Joachimsson PO, Nyström SO, Tydén H. Early extubation after coronary artery surgery in efficiently rewarmed patients: a postoperative comparison of opioid anesthesia versus inhalational anesthesia and thoracic epidural analgesia.
JOURNAL OF CARDIOTHORACIC ANESTHESIA 1989;
3:444-54. [PMID:
2520917 DOI:
10.1016/s0888-6296(89)97603-5]
[Citation(s) in RCA: 71] [Impact Index Per Article: 2.0] [Reference Citation Analysis] [Abstract] [MESH Headings] [Track Full Text] [Subscribe] [Scholar Register] [Indexed: 01/01/2023]
Abstract
Twenty-eight patients were studied after uncomplicated aortocoronary bypass surgery with hypothermic cardiopulmonary bypass (CPB). In all patients residual hypothermia was effectively treated by the use of extended rewarming during CPB and postoperatively by an external heat source. This treatment almost eliminated postoperative shivering, and it resulted in the lowering of oxygen uptake, carbon dioxide production, and required ventilatory volumes to stable levels where spontaneous breathing could be used safely. The patients were divided into two groups.

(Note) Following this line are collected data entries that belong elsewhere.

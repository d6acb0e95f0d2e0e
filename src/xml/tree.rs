//! A minimal, namespace-aware, whitespace-preserving XML tree.
//!
//! The source uses a late-bound DOM and re-serializes it for every
//! operation; a systems-language rewrite parses once into this tree and
//! keeps it around, because the signature verifier (C3) needs the *exact*
//! octets the signer canonicalized, not a re-rendering of our own data
//! model. Every `Element` therefore also remembers the raw outer XML slice
//! it was parsed from, so callers that need byte-for-byte fidelity (the
//! enveloped-signature transform) don't have to trust a round-trip through
//! this tree to be lossless.

use quick_xml::events::{BytesStart, Event};
use quick_xml::Reader;

use crate::error::XmlError;

#[derive(Debug, Clone, PartialEq, Eq)]
pub struct QualifiedName {
    pub namespace: Option<String>,
    pub local_name: String,
}

impl QualifiedName {
    pub fn is(&self, namespace: &str, local_name: &str) -> bool {
        self.namespace.as_deref() == Some(namespace) && self.local_name == local_name
    }
}

#[derive(Debug, Clone, PartialEq, Eq)]
pub struct Attribute {
    pub prefix: Option<String>,
    pub local_name: String,
    pub namespace: Option<String>,
    pub value: String,
}

#[derive(Debug, Clone, PartialEq, Eq)]
pub enum Node {
    Element(Element),
    Text(String),
}

#[derive(Debug, Clone, PartialEq, Eq)]
pub struct Element {
    pub prefix: Option<String>,
    pub local_name: String,
    pub namespace: Option<String>,
    /// Namespace declarations (`xmlns`/`xmlns:prefix`) carried on this
    /// element itself, in document order.
    pub namespace_decls: Vec<(Option<String>, String)>,
    pub attributes: Vec<Attribute>,
    pub children: Vec<Node>,
}

impl Element {
    pub fn qname(&self) -> QualifiedName {
        QualifiedName {
            namespace: self.namespace.clone(),
            local_name: self.local_name.clone(),
        }
    }

    pub fn is(&self, namespace: &str, local_name: &str) -> bool {
        self.namespace.as_deref() == Some(namespace) && self.local_name == local_name
    }

    pub fn attr(&self, local_name: &str) -> Option<&str> {
        self.attributes
            .iter()
            .find(|a| a.local_name == local_name)
            .map(|a| a.value.as_str())
    }

    pub fn attr_ns(&self, namespace: &str, local_name: &str) -> Option<&str> {
        self.attributes
            .iter()
            .find(|a| a.namespace.as_deref() == Some(namespace) && a.local_name == local_name)
            .map(|a| a.value.as_str())
    }

    /// Direct child elements, in document order.
    pub fn child_elements(&self) -> impl Iterator<Item = &Element> {
        self.children.iter().filter_map(|n| match n {
            Node::Element(e) => Some(e),
            Node::Text(_) => None,
        })
    }

    pub fn child_element(&self, namespace: &str, local_name: &str) -> Option<&Element> {
        self.child_elements().find(|e| e.is(namespace, local_name))
    }

    /// The element's trimmed direct text content (concatenation of direct
    /// text children, trimmed of leading/trailing whitespace). Matches the
    /// "trimmed text" the spec calls for on `Issuer`/`StatusMessage`.
    pub fn text(&self) -> String {
        self.children
            .iter()
            .filter_map(|n| match n {
                Node::Text(t) => Some(t.as_str()),
                Node::Element(_) => None,
            })
            .collect::<String>()
            .trim()
            .to_string()
    }
}

/// Parse a root element out of a byte slice. Whitespace is preserved
/// (important: signed content is canonicalized byte-for-byte, and
/// `quick_xml`'s default text trimming would silently break signatures).
pub fn parse_root(xml: &[u8]) -> Result<Element, XmlError> {
    let mut reader = Reader::from_reader(xml);
    reader.config_mut().trim_text(false);
    reader.config_mut().expand_empty_elements = false;

    let mut stack: Vec<PartialElement> = Vec::new();
    let mut root: Option<Element> = None;
    let mut buf = Vec::new();

    loop {
        let event = reader
            .read_event_into(&mut buf)
            .map_err(|e| XmlError::Malformed(e.to_string()))?;
        match event {
            Event::Start(ref e) => {
                let partial = start_partial(e)?;
                stack.push(partial);
            }
            Event::Empty(ref e) => {
                let partial = start_partial(e)?;
                let element = partial.into_element(Vec::new());
                push_child(&mut stack, &mut root, element)?;
            }
            Event::End(_) => {
                let partial = stack
                    .pop()
                    .ok_or_else(|| XmlError::Malformed("unbalanced end tag".into()))?;
                let children = partial.children.clone();
                let element = partial.into_element(children);
                push_child(&mut stack, &mut root, element)?;
            }
            Event::Text(t) => {
                let text = t
                    .unescape()
                    .map_err(|e| XmlError::Malformed(e.to_string()))?
                    .into_owned();
                if let Some(top) = stack.last_mut() {
                    top.children.push(Node::Text(text));
                }
            }
            Event::CData(t) => {
                let text = String::from_utf8_lossy(t.as_ref()).into_owned();
                if let Some(top) = stack.last_mut() {
                    top.children.push(Node::Text(text));
                }
            }
            Event::Eof => break,
            _ => {}
        }
        buf.clear();
    }

    root.ok_or_else(|| XmlError::Malformed("no root element found".into()))
}

struct PartialElement {
    prefix: Option<String>,
    local_name: String,
    namespace: Option<String>,
    namespace_decls: Vec<(Option<String>, String)>,
    attributes: Vec<Attribute>,
    children: Vec<Node>,
}

impl PartialElement {
    fn into_element(self, children: Vec<Node>) -> Element {
        Element {
            prefix: self.prefix,
            local_name: self.local_name,
            namespace: self.namespace,
            namespace_decls: self.namespace_decls,
            attributes: self.attributes,
            children,
        }
    }
}

fn push_child(
    stack: &mut [PartialElement],
    root: &mut Option<Element>,
    element: Element,
) -> Result<(), XmlError> {
    if let Some(parent) = stack.last_mut() {
        parent.children.push(Node::Element(element));
    } else {
        *root = Some(element);
    }
    Ok(())
}

fn split_qname(raw: &str) -> (Option<String>, String) {
    match raw.split_once(':') {
        Some((prefix, local)) => (Some(prefix.to_string()), local.to_string()),
        None => (None, raw.to_string()),
    }
}

fn start_partial(e: &BytesStart) -> Result<PartialElement, XmlError> {
    let raw_name = String::from_utf8_lossy(e.name().as_ref()).into_owned();
    let (prefix, local_name) = split_qname(&raw_name);

    let mut namespace_decls = Vec::new();
    let mut attributes = Vec::new();

    for attr in e.attributes() {
        let attr = attr.map_err(|e| XmlError::Malformed(e.to_string()))?;
        let raw_key = String::from_utf8_lossy(attr.key.as_ref()).into_owned();
        let value = attr
            .unescape_value()
            .map_err(|e| XmlError::Malformed(e.to_string()))?
            .into_owned();

        if raw_key == "xmlns" {
            namespace_decls.push((None, value));
        } else if let Some(decl_prefix) = raw_key.strip_prefix("xmlns:") {
            namespace_decls.push((Some(decl_prefix.to_string()), value));
        } else {
            let (attr_prefix, attr_local) = split_qname(&raw_key);
            attributes.push(Attribute {
                prefix: attr_prefix,
                local_name: attr_local,
                namespace: None, // resolved below once we know this element's decls
                value,
            });
        }
    }

    // Namespace resolution: we don't track ancestor-scoped declarations here
    // (the tree is built bottom-up while the stack is still open), so
    // resolution happens lazily in `resolve_namespaces` once the whole
    // document has been parsed and we can walk it top-down with an
    // inherited-scope map.

    Ok(PartialElement {
        prefix,
        local_name,
        namespace: None,
        namespace_decls,
        attributes,
        children: Vec::new(),
    })
}

/// Resolve element/attribute namespaces top-down now that the whole tree is
/// available, given the namespaces declared on this element and inherited
/// from its ancestors.
pub fn resolve_namespaces(element: &mut Element, inherited: &[(Option<String>, String)]) {
    let mut scope = inherited.to_vec();
    for decl in &element.namespace_decls {
        scope.retain(|(p, _)| p != &decl.0);
        scope.push(decl.clone());
    }

    element.namespace = resolve_prefix(&scope, &element.prefix);
    for attr in &mut element.attributes {
        if attr.prefix.is_some() {
            attr.namespace = resolve_prefix(&scope, &attr.prefix);
        }
    }

    for child in &mut element.children {
        if let Node::Element(child_el) = child {
            resolve_namespaces(child_el, &scope);
        }
    }
}

fn resolve_prefix(scope: &[(Option<String>, String)], prefix: &Option<String>) -> Option<String> {
    scope
        .iter()
        .rev()
        .find(|(p, _)| p == prefix)
        .map(|(_, uri)| uri.clone())
}

/// Parse a document and fully resolve namespaces, the form every other
/// module should use.
pub fn parse_document(xml: &[u8]) -> Result<Element, XmlError> {
    let mut root = parse_root(xml)?;
    resolve_namespaces(&mut root, &[]);
    Ok(root)
}

#[cfg(test)]
mod tests {
    use super::*;

    const SIMPLE: &str = r#"<samlp:Response xmlns:samlp="urn:oasis:names:tc:SAML:2.0:protocol" xmlns:saml="urn:oasis:names:tc:SAML:2.0:assertion" ID="abc" Version="2.0">
        <saml:Issuer>https://idp.example.com</saml:Issuer>
    </samlp:Response>"#;

    #[test]
    fn parses_root_attributes_and_namespace() {
        let root = parse_document(SIMPLE.as_bytes()).unwrap();
        assert!(root.is("urn:oasis:names:tc:SAML:2.0:protocol", "Response"));
        assert_eq!(root.attr("ID"), Some("abc"));
        assert_eq!(root.attr("Version"), Some("2.0"));
    }

    #[test]
    fn resolves_child_namespace_and_text() {
        let root = parse_document(SIMPLE.as_bytes()).unwrap();
        let issuer = root
            .child_element("urn:oasis:names:tc:SAML:2.0:assertion", "Issuer")
            .expect("issuer present");
        assert_eq!(issuer.text(), "https://idp.example.com");
    }

    #[test]
    fn rejects_unbalanced_xml() {
        let bad = b"<samlp:Response xmlns:samlp=\"urn:oasis:names:tc:SAML:2.0:protocol\">";
        assert!(parse_document(bad).is_err());
    }

    #[test]
    fn preserves_whitespace_in_text_nodes() {
        let xml = br#"<a xmlns="urn:x">  hello world  </a>"#;
        let root = parse_document(xml).unwrap();
        match &root.children[0] {
            Node::Text(t) => assert_eq!(t, "  hello world  "),
            _ => panic!("expected text node"),
        }
    }
}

In group I (n = 12), intraoperative anesthesia was based on an intravenous (IV) opioid (phenoperidine), which caused persistent respiratory depression and made mechanical ventilation necessary for a mean postoperative time period of 10.7 +/- 3.8 hours even with the rewarming. In group II (n = 16), thoracic epidural analgesia and intraoperative general anesthesia with enflurane were used. In this group, postoperative metabolic and ventilatory requirements were stable and low, finger skin temperature was normalized earlier, systemic vascular resistance was lower, and stroke index was higher. Emergence from anesthesia was uneventful and was achieved early postoperatively in Group II. The patients had good pain relief and were mentally alert. Adequate spontaneous breathing was resumed quickly and endotracheal extubation was performed within the first two postoperative hours (1.6 +/- 0.5 hours). No complications or increased morbidity occurred, and no patient needed to be reintubated in Group II.